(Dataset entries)
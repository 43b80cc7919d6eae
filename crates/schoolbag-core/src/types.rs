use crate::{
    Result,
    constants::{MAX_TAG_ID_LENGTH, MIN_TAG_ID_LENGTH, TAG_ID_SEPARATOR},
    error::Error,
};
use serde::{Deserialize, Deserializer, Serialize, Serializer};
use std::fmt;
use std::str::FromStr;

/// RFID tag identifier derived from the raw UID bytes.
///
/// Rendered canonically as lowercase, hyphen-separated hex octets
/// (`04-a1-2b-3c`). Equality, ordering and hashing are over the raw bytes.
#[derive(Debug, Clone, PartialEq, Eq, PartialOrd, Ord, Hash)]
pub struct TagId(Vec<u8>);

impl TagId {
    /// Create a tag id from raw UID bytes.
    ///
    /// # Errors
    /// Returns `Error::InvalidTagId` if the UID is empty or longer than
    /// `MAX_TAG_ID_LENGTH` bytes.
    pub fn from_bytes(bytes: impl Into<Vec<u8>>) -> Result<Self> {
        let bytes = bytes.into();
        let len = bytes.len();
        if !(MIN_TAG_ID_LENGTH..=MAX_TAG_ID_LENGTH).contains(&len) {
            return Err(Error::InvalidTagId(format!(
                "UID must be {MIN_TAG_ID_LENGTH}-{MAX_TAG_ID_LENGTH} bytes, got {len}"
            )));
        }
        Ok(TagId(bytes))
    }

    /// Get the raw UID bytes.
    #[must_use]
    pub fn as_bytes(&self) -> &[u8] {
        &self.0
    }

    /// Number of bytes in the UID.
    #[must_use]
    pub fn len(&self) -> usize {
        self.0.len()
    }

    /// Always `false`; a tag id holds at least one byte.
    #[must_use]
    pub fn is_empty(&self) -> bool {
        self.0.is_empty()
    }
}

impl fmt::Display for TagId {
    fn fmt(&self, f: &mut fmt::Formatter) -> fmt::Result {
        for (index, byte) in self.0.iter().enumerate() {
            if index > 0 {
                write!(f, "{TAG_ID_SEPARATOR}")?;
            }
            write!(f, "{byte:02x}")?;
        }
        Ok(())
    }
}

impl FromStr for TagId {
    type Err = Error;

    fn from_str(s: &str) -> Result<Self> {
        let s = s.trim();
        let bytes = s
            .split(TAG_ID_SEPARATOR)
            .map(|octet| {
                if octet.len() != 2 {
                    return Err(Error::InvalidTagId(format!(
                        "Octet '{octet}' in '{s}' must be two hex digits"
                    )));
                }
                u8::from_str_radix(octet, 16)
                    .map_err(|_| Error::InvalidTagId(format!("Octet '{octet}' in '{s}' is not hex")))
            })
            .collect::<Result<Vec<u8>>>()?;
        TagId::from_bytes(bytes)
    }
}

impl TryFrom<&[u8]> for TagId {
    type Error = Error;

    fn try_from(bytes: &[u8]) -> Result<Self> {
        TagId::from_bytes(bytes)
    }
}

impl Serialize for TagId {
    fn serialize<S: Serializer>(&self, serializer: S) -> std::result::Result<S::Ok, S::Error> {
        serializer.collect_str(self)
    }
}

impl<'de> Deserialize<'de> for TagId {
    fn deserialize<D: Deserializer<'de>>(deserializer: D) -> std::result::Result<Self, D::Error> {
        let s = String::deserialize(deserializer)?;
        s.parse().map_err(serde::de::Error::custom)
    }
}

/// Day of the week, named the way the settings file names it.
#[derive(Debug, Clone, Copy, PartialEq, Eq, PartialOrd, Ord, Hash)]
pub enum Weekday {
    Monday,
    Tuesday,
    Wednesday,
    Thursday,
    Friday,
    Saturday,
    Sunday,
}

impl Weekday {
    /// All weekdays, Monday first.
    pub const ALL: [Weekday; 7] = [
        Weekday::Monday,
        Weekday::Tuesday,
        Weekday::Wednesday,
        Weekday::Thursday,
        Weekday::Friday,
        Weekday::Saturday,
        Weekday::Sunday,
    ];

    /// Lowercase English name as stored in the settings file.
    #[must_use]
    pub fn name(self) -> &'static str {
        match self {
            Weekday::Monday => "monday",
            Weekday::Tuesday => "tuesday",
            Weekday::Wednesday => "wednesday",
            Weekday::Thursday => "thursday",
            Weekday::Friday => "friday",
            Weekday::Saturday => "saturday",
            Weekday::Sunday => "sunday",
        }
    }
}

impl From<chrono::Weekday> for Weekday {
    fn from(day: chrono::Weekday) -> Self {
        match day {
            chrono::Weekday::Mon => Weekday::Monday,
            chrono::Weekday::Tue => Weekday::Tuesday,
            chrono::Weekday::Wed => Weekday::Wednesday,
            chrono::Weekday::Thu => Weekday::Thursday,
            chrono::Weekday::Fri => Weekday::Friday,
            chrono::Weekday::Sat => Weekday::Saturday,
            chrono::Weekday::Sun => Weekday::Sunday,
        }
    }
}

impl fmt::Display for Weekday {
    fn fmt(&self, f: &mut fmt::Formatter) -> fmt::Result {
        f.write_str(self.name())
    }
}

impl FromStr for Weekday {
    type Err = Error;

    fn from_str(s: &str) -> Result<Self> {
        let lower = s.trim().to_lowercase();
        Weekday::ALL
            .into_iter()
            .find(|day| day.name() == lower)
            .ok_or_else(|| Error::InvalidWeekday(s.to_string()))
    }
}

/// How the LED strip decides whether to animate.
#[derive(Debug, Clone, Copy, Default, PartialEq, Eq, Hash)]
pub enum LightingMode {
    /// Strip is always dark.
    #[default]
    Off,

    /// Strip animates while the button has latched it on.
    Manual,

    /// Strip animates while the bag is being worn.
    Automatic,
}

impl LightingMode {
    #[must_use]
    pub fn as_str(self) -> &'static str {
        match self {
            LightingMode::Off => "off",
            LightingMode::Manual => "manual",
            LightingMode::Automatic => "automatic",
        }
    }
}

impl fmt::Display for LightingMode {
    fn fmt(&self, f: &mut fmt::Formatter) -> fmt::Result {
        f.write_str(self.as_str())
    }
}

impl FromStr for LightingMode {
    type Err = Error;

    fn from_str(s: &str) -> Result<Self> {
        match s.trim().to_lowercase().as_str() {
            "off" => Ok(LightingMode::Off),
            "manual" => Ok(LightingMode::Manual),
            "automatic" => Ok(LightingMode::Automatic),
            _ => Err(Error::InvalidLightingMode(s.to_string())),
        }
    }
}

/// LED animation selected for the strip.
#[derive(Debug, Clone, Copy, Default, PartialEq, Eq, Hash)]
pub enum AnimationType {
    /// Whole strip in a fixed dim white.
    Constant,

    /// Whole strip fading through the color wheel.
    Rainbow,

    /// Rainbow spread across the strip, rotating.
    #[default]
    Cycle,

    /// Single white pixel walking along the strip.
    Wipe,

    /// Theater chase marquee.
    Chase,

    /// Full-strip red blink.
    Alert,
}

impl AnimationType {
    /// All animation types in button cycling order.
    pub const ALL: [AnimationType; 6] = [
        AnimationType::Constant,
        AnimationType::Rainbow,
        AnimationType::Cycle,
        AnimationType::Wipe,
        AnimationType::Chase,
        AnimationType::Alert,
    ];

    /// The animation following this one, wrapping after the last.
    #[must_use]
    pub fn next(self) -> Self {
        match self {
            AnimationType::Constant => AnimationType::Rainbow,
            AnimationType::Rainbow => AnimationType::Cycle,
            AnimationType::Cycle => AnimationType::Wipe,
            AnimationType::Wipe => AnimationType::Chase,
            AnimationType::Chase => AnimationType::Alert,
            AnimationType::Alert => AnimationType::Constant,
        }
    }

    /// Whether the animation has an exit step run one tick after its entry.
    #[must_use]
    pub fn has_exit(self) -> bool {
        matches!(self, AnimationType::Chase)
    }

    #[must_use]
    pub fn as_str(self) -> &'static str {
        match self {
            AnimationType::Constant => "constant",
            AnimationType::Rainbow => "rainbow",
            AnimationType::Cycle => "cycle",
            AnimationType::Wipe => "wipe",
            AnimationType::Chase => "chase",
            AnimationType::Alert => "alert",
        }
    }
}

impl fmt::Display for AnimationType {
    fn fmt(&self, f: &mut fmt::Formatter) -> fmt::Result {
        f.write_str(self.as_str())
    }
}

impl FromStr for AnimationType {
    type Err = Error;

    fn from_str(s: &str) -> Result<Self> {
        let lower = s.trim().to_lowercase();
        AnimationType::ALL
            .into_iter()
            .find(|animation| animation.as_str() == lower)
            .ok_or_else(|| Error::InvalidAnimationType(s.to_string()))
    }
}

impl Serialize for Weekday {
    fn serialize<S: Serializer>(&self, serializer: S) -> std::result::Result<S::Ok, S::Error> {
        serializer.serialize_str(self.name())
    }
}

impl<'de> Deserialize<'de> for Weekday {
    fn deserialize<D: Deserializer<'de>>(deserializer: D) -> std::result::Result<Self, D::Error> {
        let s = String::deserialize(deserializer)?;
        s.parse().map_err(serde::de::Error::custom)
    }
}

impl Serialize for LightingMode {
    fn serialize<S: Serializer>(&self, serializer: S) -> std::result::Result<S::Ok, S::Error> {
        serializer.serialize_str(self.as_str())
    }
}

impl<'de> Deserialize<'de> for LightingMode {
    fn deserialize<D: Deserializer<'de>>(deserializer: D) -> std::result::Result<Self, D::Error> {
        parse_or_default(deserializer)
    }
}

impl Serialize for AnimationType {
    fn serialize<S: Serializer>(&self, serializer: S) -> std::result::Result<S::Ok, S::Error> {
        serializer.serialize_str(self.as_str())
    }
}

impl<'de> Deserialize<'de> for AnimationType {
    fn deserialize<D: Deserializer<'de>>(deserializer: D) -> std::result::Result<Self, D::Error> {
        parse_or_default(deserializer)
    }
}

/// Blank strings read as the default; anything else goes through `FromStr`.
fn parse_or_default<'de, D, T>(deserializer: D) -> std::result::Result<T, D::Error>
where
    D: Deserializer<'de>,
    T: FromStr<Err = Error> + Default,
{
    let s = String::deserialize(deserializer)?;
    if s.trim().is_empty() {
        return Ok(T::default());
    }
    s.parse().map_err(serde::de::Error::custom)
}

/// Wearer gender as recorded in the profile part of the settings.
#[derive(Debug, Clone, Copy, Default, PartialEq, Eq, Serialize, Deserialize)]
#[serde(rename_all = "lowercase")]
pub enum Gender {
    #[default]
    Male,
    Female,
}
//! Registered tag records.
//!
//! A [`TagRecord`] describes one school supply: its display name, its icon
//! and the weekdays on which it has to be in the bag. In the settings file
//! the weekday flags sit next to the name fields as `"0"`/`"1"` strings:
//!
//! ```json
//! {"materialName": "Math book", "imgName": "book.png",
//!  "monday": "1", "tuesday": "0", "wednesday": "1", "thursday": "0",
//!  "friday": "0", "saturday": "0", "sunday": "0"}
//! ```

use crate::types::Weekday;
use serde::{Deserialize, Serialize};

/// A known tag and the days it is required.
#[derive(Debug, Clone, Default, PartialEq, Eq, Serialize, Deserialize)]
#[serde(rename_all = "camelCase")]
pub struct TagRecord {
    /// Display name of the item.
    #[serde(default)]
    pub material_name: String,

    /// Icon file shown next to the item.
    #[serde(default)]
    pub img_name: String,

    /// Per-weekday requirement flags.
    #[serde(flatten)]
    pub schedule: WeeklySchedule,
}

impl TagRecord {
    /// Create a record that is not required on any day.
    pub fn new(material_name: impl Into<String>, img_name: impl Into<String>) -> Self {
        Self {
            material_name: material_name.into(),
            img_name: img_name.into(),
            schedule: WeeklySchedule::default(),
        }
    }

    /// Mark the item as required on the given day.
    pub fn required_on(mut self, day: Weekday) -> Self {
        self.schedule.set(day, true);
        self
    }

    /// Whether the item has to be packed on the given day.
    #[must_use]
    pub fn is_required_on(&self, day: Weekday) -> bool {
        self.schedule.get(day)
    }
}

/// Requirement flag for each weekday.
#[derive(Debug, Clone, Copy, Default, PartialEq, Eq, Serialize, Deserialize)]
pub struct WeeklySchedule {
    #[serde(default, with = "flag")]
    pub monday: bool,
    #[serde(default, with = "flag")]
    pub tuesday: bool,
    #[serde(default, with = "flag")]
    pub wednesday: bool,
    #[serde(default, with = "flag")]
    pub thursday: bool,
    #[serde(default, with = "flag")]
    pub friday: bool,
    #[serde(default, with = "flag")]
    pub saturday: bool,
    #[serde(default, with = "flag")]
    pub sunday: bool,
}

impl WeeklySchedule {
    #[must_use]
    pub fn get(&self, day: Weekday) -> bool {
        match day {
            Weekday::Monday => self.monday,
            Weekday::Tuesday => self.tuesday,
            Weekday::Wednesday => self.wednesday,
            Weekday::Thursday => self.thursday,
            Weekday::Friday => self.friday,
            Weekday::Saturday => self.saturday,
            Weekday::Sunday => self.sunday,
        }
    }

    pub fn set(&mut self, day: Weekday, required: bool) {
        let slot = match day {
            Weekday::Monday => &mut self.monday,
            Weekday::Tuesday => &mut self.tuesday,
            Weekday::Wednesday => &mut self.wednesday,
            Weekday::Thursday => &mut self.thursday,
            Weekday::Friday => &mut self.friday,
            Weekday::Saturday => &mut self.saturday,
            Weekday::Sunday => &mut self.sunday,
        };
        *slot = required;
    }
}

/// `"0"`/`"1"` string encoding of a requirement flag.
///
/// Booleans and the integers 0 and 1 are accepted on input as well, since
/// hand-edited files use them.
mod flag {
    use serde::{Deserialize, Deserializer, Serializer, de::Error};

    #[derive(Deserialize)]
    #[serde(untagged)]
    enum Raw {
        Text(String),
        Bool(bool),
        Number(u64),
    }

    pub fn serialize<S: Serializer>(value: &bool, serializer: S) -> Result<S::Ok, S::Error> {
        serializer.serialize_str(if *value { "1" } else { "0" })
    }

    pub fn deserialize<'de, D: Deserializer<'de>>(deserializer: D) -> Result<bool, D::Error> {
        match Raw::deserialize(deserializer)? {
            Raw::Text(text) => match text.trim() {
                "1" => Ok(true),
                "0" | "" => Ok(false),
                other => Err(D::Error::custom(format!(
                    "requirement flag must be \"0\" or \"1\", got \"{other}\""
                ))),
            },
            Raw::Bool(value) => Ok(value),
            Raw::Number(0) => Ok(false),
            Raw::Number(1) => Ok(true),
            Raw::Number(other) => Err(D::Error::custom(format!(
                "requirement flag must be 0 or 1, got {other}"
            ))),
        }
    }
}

WORK TO COMPLETE: Once you reach the line with "latched it on." in the data above, copy it and every line after it exactly, up to and including the line with "impl fmt::Display for LightingMode".

REPLY:
    /// Strip animates while the button has latched it on.
    Manual,

    /// Strip animates while the bag is being worn.
    Automatic,
}

impl LightingMode {
    #[must_use]
    pub fn as_str(self) -> &'static str {
        match self {
            LightingMode::Off => "off",
            LightingMode::Manual => "manual",
            LightingMode::Automatic => "automatic",
        }
    }
}

impl fmt::Display for LightingMode {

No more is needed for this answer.